Garcia Rodriguez M C, de la Concha E G, Fontán G, Pascual-Salcedo D, Fernandez J, Ojeda J A, Garcia Diaz A
J Clin Lab Immunol. 1983 May;11(1):55-8.
The woman described suffered from a pruritic erythematous rash, edema, malaise and fever which appeared during Tegretol therapy. The patient was shown to have a severe hypogammaglobulinemia with absence of circulating B lymphocytes, but normal cell-mediated immunity. There was an absence of in vitro immunoglobulin production by the patient's cells, but this was not due to excessive T-suppressor activity or lack of T-cell help. When drug administration was stopped the edema and rash began to recede promptly, and a few months later her serum immunoglobulin levels, antibody titers and in vitro immunoglobulin production became normal. This transient, probably drug-dependent case of hypogammaglobulinemia, added to three previously reported cases, stresses the need of considering non-conventional immunosuppressive drugs as a potential-etiological agent in acquired hypogammaglobulinemia.

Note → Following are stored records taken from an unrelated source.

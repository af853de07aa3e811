//! skinpack-merge CLI
//!
//! Entry point for the `skinpack-merge` command-line tool: a thin,
//! non-interactive driver around the merge library. Folders are
//! processed in the order given; a folder that fails to load is
//! reported and skipped rather than aborting the run.

use clap::{Parser, Subcommand};
use skinpack_merge::{pack, package, MergeSession};
use std::path::PathBuf;
use std::process;

#[derive(Parser)]
#[command(name = "skinpack-merge")]
#[command(about = "Merge Minecraft Bedrock skin packs into one pack", version)]
struct Cli {
    #[command(subcommand)]
    command: Commands,
}

#[derive(Subcommand)]
enum Commands {
    /// Merge skin pack folders into one combined pack
    Merge {
        /// Skin pack folders, merged in the given order
        #[arg(required = true)]
        folders: Vec<PathBuf>,

        /// Output path: a zip file, or a directory with --json-only
        #[arg(long, short = 'o', default_value = "merged_skinpack.zip")]
        output: PathBuf,

        /// Manifest serialize_name (default: derived from source packs)
        #[arg(long)]
        package_id: Option<String>,

        /// Manifest localization_name (default: derived from source packs)
        #[arg(long)]
        display_name: Option<String>,

        /// Write only the merged JSON config files into a directory
        #[arg(long)]
        json_only: bool,
    },

    /// Inspect a single skin pack folder
    Inspect {
        /// Skin pack folder
        folder: PathBuf,
    },
}

fn main() {
    env_logger::init();
    let cli = Cli::parse();

    match cli.command {
        Commands::Merge {
            folders,
            output,
            package_id,
            display_name,
            json_only,
        } => {
            run_merge(folders, output, package_id, display_name, json_only);
        }
        Commands::Inspect { folder } => {
            run_inspect(folder);
        }
    }
}

fn run_merge(
    folders: Vec<PathBuf>,
    output: PathBuf,
    package_id: Option<String>,
    display_name: Option<String>,
    json_only: bool,
) {
    let mut session = MergeSession::new();
    if let Some(id) = package_id {
        session.set_package_id(id);
    }
    if let Some(name) = display_name {
        session.set_display_name(name);
    }

    for folder in &folders {
        match session.add_folder(folder) {
            Ok(loaded) => {
                println!("Loaded {} ({} skins)", loaded.name, loaded.summary.skin_count)
            }
            Err(e) => eprintln!("Skipping {}: {}", folder.display(), e),
        }
    }

    let result = match session.merge() {
        Ok(result) => result,
        Err(e) => {
            eprintln!("Merge failed: {}", e);
            process::exit(1);
        }
    };

    for event in &result.events {
        println!("  {}", event);
    }

    println!();
    println!("Merge statistics:");
    println!("  Skins:          {}", result.stats.total_skins);
    println!("  Geometries:     {}", result.stats.total_geometries);
    println!("  Texture files:  {}", result.stats.texture_count);
    println!("  Source folders: {}", result.stats.folder_count);

    let write_result = if json_only {
        package::write_directory(&result, &output)
    } else {
        package::write_archive(&result, &output)
    };

    match write_result {
        Ok(()) => {
            println!();
            println!("Wrote {}", output.display());
        }
        Err(e) => {
            eprintln!("Failed to write {}: {}", output.display(), e);
            process::exit(1);
        }
    }
}

fn run_inspect(folder: PathBuf) {
    let loaded = match pack::load_folder(&folder) {
        Ok(loaded) => loaded,
        Err(e) => {
            eprintln!("Error: {}", e);
            process::exit(1);
        }
    };

    let summary = &loaded.summary;
    println!("{}", loaded.name);
    println!("  Package id:   {}", loaded.manifest.serialize_name);
    println!("  Display name: {}", loaded.manifest.localization_name);
    println!(
        "  Skins: {} | Geometry files: {} | Textures: {} | Other: {}",
        summary.skin_count, summary.geometry_count, summary.texture_count, summary.other_count
    );
    if !summary.geometries.is_empty() {
        let ids: Vec<_> = summary.geometries.iter().cloned().collect();
        println!("  Referenced geometries: {}", ids.join(", "));
    }
    if !summary.textures.is_empty() {
        let ids: Vec<_> = summary.textures.iter().cloned().collect();
        println!("  Referenced textures: {}", ids.join(", "));
    }
}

该名女性患者在服用卡马西平治疗期间出现瘙痒性红斑皮疹、水肿、不适和发热症状。检查发现该患者存在严重的低丙种球蛋白血症,循环B淋巴细胞缺失,但细胞介导免疫功能正常。患者细胞在体外不能产生免疫球蛋白,但这并非由于T抑制细胞活性过高或缺乏T细胞辅助所致。停药后,水肿和皮疹迅速消退,几个月后其血清免疫球蛋白水平、抗体滴度及体外免疫球蛋白产生均恢复正常。这例短暂的、可能与药物相关的低丙种球蛋白血症病例,加上之前报道的3例病例,强调了在获得性低丙种球蛋白血症中需要考虑将非常规免疫抑制药物作为潜在病因的必要性。